Undeniable benefits in terms of emissions and discharges…
During its adoption at the end of 2010, the IED Directive(1) affected 50,000 installations (30,000 industrial and 20,000 agricultural) across the whole EU. In particular, it asked them to commit to respecting the conditions relating to emissions by applying the Best Available Technology (BAT) specific to their activity. It is estimated today that these regulations have contributed to reducing emissions of atmospheric pollutants by 40% – 75%, depending on the pollutant, and reducing heavy metal discharges to water by almost 50%(2).
… but a vital modernisation if a “Zero pollution” economy is to be achieved.
However, on top of the patchy implementation – despite the Directive – across different Member states, the new context of a Europe transitioning to a “Zero pollution” economy by 2050 has led lawmakers to update the rules in place in order to improve their effectiveness. The anticipated industrial transformation should contribute to achieving the key goals of the Green Deal: carbon neutrality, improved energy efficiency, the creation of an environment free from toxic chemicals and the deployment of an ever-more circular economy.

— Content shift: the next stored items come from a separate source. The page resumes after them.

//! Public entry points.

use crate::depth::Depth;
use crate::document::Document;
use crate::entity::Entity;
use crate::error::SideloadResult;
use crate::registry::{AdapterProvider, AdapterRegistry};
use crate::settings::SideloadSettings;
use crate::walker::GraphWalker;

/// Input accepted by [`SideloadSerializer::format_without_recursion`].
#[derive(Debug, Clone, Copy)]
pub enum Formattable<'a> {
	/// A single primary entity.
	One(&'a dyn Entity),
	/// A homogeneous collection.
	Many(&'a [&'a dyn Entity]),
}

impl<'a> From<&'a dyn Entity> for Formattable<'a> {
	fn from(entity: &'a dyn Entity) -> Self {
		Self::One(entity)
	}
}

impl<'a> From<&'a [&'a dyn Entity]> for Formattable<'a> {
	fn from(entities: &'a [&'a dyn Entity]) -> Self {
		Self::Many(entities)
	}
}

impl<'a, const N: usize> From<&'a [&'a dyn Entity; N]> for Formattable<'a> {
	fn from(entities: &'a [&'a dyn Entity; N]) -> Self {
		Self::Many(entities)
	}
}

impl<'a> From<&'a Vec<&'a dyn Entity>> for Formattable<'a> {
	fn from(entities: &'a Vec<&'a dyn Entity>) -> Self {
		Self::Many(entities)
	}
}

/// Side-loading serializer session.
///
/// A session owns one output [`Document`] and one adapter cache. Calls
/// accumulate into the document until [`SideloadSerializer::reset`] is called;
/// the adapter cache survives resets. A failed call leaves the document
/// partially populated, so callers needing all-or-nothing output should
/// serialize into a fresh session and only keep it on success.
///
/// # Examples
///
/// ```
/// use reinhardt_sideload_core::{
///     impl_entity, AdapterContainer, FieldSet, Identifier, ModelAdapter, SideloadSerializer,
/// };
/// use serde_json::json;
///
/// struct Tag {
///     id: i64,
///     label: &'static str,
/// }
///
/// impl_entity!(Tag, "tag_adapter");
///
/// struct TagAdapter;
///
/// impl ModelAdapter for TagAdapter {
///     type Model = Tag;
///
///     fn model_name_singular(&self) -> &str {
///         "tag"
///     }
///
///     fn model_name_plural(&self) -> &str {
///         "tags"
///     }
///
///     fn id(&self, tag: &Tag) -> Identifier {
///         Identifier::from(tag.id)
///     }
///
///     fn fields(&self, tag: &Tag) -> FieldSet {
///         FieldSet::new().scalar("id", tag.id).scalar("label", tag.label)
///     }
/// }
///
/// let mut serializer =
///     SideloadSerializer::new(AdapterContainer::new().with("tag_adapter", TagAdapter));
/// let rust = Tag { id: 1, label: "rust" };
/// let serde = Tag { id: 2, label: "serde" };
///
/// let document = serializer.format(&[&rust, &serde], None, None).unwrap();
/// assert_eq!(
///     document.to_value(),
///     json!({"tags": [{"id": 1, "label": "rust"}, {"id": 2, "label": "serde"}]})
/// );
/// ```
#[derive(Debug)]
pub struct SideloadSerializer {
	registry: AdapterRegistry,
	document: Document,
	settings: SideloadSettings,
}

impl SideloadSerializer {
	/// Creates a session with default settings.
	pub fn new(provider: impl AdapterProvider + 'static) -> Self {
		Self::build(provider, SideloadSettings::default())
	}

	/// Creates a session with validated settings.
	pub fn with_settings(
		provider: impl AdapterProvider + 'static,
		settings: SideloadSettings,
	) -> SideloadResult<Self> {
		settings.validate()?;
		Ok(Self::build(provider, settings))
	}

	fn build(provider: impl AdapterProvider + 'static, settings: SideloadSettings) -> Self {
		Self {
			registry: AdapterRegistry::new(provider)
				.with_proxy_prefixes(settings.proxy_prefixes.clone()),
			document: Document::new().with_strict_sections(settings.strict_sections),
			settings,
		}
	}

	/// Serializes a primary entity into its singular section with unbounded depth.
	///
	/// `section` is created as an empty list first when given and absent.
	pub fn format_one(
		&mut self,
		entity: &dyn Entity,
		section: Option<&str>,
	) -> SideloadResult<&Document> {
		self.format_one_with_depth(entity, section, Depth::Unbounded)
	}

	/// Like [`SideloadSerializer::format_one`] with an explicit depth budget.
	pub fn format_one_with_depth(
		&mut self,
		entity: &dyn Entity,
		section: Option<&str>,
		depth: impl Into<Depth>,
	) -> SideloadResult<&Document> {
		if let Some(section) = section {
			self.document.ensure_section(section);
		}
		GraphWalker::new(&mut self.registry, &mut self.document)
			.serialize_one(entity, depth.into())?;
		Ok(&self.document)
	}

	/// Serializes a homogeneous collection into its plural section.
	///
	/// `max_depth` falls back to the configured default, which is unbounded
	/// unless set. Empty input leaves the document as it was, apart from
	/// priming `section`.
	pub fn format(
		&mut self,
		entities: &[&dyn Entity],
		section: Option<&str>,
		max_depth: Option<usize>,
	) -> SideloadResult<&Document> {
		if let Some(section) = section {
			self.document.ensure_section(section);
		}
		let depth = Depth::from(max_depth.or(self.settings.max_depth));
		GraphWalker::new(&mut self.registry, &mut self.document)
			.serialize_many(entities, depth)?;
		Ok(&self.document)
	}

	/// Serializes top-level fields only. Relationships become identifiers.
	pub fn format_without_recursion<'a>(
		&mut self,
		input: impl Into<Formattable<'a>>,
	) -> SideloadResult<&Document> {
		match input.into() {
			Formattable::One(entity) => self.format_one_with_depth(entity, None, Depth::none()),
			Formattable::Many(entities) => self.format(entities, None, Some(0)),
		}
	}

	/// Clears the document. Cached adapters are kept.
	pub fn reset(&mut self) {
		tracing::debug!("resetting side-loaded document");
		self.document.clear();
	}

	/// The accumulated document.
	pub fn document(&self) -> &Document {
		&self.document
	}

	/// Takes the accumulated document, leaving an empty one behind.
	pub fn take_document(&mut self) -> Document {
		let empty = Document::new().with_strict_sections(self.settings.strict_sections);
		std::mem::replace(&mut self.document, empty)
	}

	/// The adapter cache of this session.
	pub fn registry(&self) -> &AdapterRegistry {
		&self.registry
	}

	/// Settings this session was built with.
	pub fn settings(&self) -> &SideloadSettings {
		&self.settings
	}
}

#[cfg(test)]
mod tests {
	use super::*;
	use crate::adapter::ModelAdapter;
	use crate::error::SideloadError;
	use crate::field::FieldSet;
	use crate::identifier::Identifier;
	use crate::impl_entity;
	use crate::registry::AdapterContainer;
	use rstest::{fixture, rstest};
	use serde_json::json;

	struct Crate {
		name: &'static str,
		downloads: u32,
	}

	impl_entity!(Crate, "crate_adapter");

	struct CrateAdapter;

	impl ModelAdapter for CrateAdapter {
		type Model = Crate;

		fn model_name_singular(&self) -> &str {
			"crate"
		}

		fn model_name_plural(&self) -> &str {
			"crates"
		}

		fn id(&self, krate: &Crate) -> Identifier {
			Identifier::from(krate.name)
		}

		fn fields(&self, krate: &Crate) -> FieldSet {
			FieldSet::new()
				.scalar("id", krate.name)
				.scalar("downloads", krate.downloads)
		}
	}

	#[fixture]
	fn serializer() -> SideloadSerializer {
		SideloadSerializer::new(AdapterContainer::new().with("crate_adapter", CrateAdapter))
	}

	#[rstest]
	fn test_forced_section_is_primed(mut serializer: SideloadSerializer) {
		let document = serializer.format(&[], Some("crates"), None).unwrap();
		assert_eq!(document.to_value(), json!({"crates": []}));
	}

	#[rstest]
	fn test_format_one_overwrites_primary(mut serializer: SideloadSerializer) {
		let serde = Crate {
			name: "serde",
			downloads: 10,
		};
		let tokio = Crate {
			name: "tokio",
			downloads: 5,
		};
		serializer.format_one(&serde, None).unwrap();
		let document = serializer.format_one(&tokio, None).unwrap();
		assert_eq!(
			document.to_value(),
			json!({"crate": {"id": "tokio", "downloads": 5}})
		);
	}

	#[rstest]
	fn test_reset_keeps_adapter_cache(mut serializer: SideloadSerializer) {
		let serde = Crate {
			name: "serde",
			downloads: 10,
		};
		serializer.format_without_recursion(&serde as &dyn Entity).unwrap();
		assert_eq!(serializer.registry().cached_len(), 1);

		serializer.reset();
		assert!(serializer.document().is_empty());
		assert_eq!(serializer.registry().cached_len(), 1);
	}

	#[rstest]
	fn test_take_document_leaves_empty(mut serializer: SideloadSerializer) {
		let serde = Crate {
			name: "serde",
			downloads: 10,
		};
		serializer.format(&[&serde], None, None).unwrap();
		let document = serializer.take_document();
		assert_eq!(document.get_plural("crates").unwrap().len(), 1);
		assert!(serializer.document().is_empty());
	}

	#[rstest]
	fn test_invalid_settings_rejected() {
		let settings = SideloadSettings::new().with_proxy_prefix("");
		let err = SideloadSerializer::with_settings(AdapterContainer::new(), settings).unwrap_err();
		assert!(matches!(err, SideloadError::InvalidSettings(_)));
	}

	#[rstest]
	fn test_unknown_adapter_is_configuration_error() {
		let mut serializer = SideloadSerializer::new(AdapterContainer::new());
		let serde = Crate {
			name: "serde",
			downloads: 10,
		};
		let err = serializer.format_one(&serde, None).unwrap_err();
		assert!(err.is_configuration());
	}
}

The main developments proposed
The revised Directive seeks to tighten the operating permits for installations. It aims in particular to achieve the best performances in terms of limit values (and not constrain itself to the minimum, as is currently the case for 80% of permits) and to review the rules on derogations.
Another important point is that the new text focuses on better supporting innovation and emerging technologies. Accordingly, in addition to already-established BATs, new BATs can be considered should they prove effective. An Innovation Centre for Industrial Transformation and Emissions
(INCITE) needs to be created to help industry identify emerging solutions at a global level and, where appropriate, integrate these into the BATs.
In addition, the new IED promotes the circular economy including, inter alia, binding new performance levels in matters of resource utilisation (energy, water, materials) in the BATs and supporting the use of chemical products that are safer and less toxic in processes. It should also contribute to the development of synergies between depollution and decarbonisation, in particular by putting the focus on energy efficiency.
A greater number of installations affected
The new IED Directive proposes enlarging the scope for installations affected. To improve the reduction in methane emissions, more poultry and pig farms will be covered and intensive beef farming will be brought within the scope of application.
On the industry side, the extractive industries (both minerals and metals) – many of which are heavily involved in the eco-energy or digital transition – should also be covered. That’s also the case for the enormous factories (“gigafactories”) that produce batteries for the e-mobility sector on a very large scale and for the production and use of hydrogen, where numerous developments are underway or planned (new production methods, alternative use of other energy sources).
In total, between 1,500 and 1,900 additional industrial installations are affected by the new text under consultation.
What are the expected benefits ?
If the revised IED Directive is adopted by the end of 2023 as announced, the new BATs could be presented in 2024, with the new technologies starting to be deployed in 2027. As soon as the text is published, industry will have four years to meet the requirements and farmers three-and-a-half years.
With respect to livestock, implementation of the new IED could lead to reductions in ammonia emissions of 128,000 tonnes a year and in methane emissions of 265,000 tonnes a year. More generally, the emissions of pollutants from the new sectors covered could see a global reduction of around 35% to 70%(3).
1) Directive 2010/75/EU of 24 November 2010, associated with the Regulation relating to the European Pollutant Release and Transfer Register (regulation E-PRTR).
2) E.g.: SO2, NOx, ammonia and particulates together with mercury and other heavy metals.
3) These estimates from the Commission are based on experience gained in IED application since 2010.